_THE TASK_
For the records below, output each line exactly as it appears, from the first through the line with "use crate::error::LoadError;".

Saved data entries
•••

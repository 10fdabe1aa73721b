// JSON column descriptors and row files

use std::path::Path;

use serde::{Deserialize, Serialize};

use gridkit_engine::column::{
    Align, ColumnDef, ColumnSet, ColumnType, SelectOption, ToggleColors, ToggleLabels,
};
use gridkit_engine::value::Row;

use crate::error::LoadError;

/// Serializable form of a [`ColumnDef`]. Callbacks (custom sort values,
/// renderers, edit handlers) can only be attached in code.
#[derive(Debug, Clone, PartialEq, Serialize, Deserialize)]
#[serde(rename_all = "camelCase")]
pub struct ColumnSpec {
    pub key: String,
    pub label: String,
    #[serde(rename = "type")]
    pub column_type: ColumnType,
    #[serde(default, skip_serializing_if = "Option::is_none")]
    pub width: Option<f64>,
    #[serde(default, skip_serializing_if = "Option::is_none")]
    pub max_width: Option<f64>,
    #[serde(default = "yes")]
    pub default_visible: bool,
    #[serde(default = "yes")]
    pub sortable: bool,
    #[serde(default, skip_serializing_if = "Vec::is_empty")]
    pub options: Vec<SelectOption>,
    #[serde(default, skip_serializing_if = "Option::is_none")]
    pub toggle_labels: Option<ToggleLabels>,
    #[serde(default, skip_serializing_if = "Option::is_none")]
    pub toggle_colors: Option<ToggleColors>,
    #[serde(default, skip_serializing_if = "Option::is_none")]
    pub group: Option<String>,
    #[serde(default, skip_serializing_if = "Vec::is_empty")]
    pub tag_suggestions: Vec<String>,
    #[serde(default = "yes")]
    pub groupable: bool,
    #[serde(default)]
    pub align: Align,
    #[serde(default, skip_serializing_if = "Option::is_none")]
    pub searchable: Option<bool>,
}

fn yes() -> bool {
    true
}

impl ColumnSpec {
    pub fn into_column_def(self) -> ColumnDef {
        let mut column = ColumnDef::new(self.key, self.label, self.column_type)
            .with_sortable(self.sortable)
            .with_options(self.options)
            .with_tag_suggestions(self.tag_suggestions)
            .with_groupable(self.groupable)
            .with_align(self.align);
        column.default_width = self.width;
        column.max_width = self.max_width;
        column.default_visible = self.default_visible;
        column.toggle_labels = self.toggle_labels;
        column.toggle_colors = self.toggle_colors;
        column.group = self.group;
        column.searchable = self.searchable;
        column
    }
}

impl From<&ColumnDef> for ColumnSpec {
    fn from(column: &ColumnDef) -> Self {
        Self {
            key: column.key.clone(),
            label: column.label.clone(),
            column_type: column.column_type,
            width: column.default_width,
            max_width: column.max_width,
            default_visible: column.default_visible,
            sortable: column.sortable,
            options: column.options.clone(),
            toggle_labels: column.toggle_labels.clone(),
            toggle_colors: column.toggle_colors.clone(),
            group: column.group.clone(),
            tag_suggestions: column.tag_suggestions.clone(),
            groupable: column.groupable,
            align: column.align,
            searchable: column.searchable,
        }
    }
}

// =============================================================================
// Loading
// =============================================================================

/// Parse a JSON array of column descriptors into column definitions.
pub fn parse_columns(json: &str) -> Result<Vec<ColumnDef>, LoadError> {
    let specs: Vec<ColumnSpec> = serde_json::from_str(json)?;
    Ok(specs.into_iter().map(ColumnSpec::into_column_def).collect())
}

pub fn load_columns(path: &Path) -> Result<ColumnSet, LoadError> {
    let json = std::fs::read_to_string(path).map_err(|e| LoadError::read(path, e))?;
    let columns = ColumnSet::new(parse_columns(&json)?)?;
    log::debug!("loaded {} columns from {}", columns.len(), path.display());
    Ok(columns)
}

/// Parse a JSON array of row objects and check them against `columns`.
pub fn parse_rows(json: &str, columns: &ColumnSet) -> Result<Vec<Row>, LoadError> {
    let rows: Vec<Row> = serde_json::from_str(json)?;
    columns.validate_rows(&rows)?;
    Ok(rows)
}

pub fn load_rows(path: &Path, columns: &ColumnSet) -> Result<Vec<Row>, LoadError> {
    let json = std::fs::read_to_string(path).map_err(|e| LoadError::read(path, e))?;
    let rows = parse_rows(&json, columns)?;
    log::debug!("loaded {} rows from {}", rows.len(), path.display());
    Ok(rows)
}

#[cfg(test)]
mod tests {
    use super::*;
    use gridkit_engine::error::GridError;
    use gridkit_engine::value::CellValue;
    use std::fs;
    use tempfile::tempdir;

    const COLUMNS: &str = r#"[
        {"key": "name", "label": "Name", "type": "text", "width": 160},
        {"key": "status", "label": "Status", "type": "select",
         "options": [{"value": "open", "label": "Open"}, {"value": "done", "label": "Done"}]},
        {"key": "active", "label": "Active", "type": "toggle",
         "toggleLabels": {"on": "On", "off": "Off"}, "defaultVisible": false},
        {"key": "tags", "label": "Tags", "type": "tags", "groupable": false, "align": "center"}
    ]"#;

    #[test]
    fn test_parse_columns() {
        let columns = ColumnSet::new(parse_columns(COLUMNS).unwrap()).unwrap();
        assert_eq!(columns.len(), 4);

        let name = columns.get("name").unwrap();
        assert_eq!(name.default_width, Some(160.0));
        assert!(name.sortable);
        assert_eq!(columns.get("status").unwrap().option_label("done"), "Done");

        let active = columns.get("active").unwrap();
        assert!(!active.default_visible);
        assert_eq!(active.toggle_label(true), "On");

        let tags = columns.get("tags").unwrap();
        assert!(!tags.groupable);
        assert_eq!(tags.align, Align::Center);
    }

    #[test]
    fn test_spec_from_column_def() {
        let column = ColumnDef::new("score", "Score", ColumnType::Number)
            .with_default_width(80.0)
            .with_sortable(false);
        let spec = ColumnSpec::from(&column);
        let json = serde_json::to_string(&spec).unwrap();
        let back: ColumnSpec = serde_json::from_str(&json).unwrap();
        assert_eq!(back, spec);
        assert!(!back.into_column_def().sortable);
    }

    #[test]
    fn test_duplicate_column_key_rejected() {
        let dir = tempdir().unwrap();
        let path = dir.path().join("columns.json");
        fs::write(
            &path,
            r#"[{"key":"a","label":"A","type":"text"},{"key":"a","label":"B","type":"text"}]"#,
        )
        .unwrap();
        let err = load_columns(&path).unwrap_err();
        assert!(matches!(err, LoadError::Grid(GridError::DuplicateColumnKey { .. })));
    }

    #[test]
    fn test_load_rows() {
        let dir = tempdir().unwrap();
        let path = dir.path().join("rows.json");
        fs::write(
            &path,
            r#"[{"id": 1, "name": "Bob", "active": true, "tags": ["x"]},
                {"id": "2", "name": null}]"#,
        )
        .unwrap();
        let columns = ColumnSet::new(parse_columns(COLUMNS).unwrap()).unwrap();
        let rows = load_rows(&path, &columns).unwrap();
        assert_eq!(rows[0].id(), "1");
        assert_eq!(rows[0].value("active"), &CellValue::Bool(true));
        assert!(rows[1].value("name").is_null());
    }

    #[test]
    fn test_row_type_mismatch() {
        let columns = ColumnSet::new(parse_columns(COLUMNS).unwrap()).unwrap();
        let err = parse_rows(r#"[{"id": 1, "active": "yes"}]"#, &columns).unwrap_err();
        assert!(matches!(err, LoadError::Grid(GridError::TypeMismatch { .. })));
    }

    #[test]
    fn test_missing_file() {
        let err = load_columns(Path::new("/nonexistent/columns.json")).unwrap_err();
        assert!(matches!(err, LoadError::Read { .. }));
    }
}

•••

_THE ANSWER_
repository 10fdabe1aa73721b
// JSON column descriptors and row files

use std::path::Path;

use serde::{Deserialize, Serialize};

use gridkit_engine::column::{
    Align, ColumnDef, ColumnSet, ColumnType, SelectOption, ToggleColors, ToggleLabels,
};
use gridkit_engine::value::Row;

use crate::error::LoadError;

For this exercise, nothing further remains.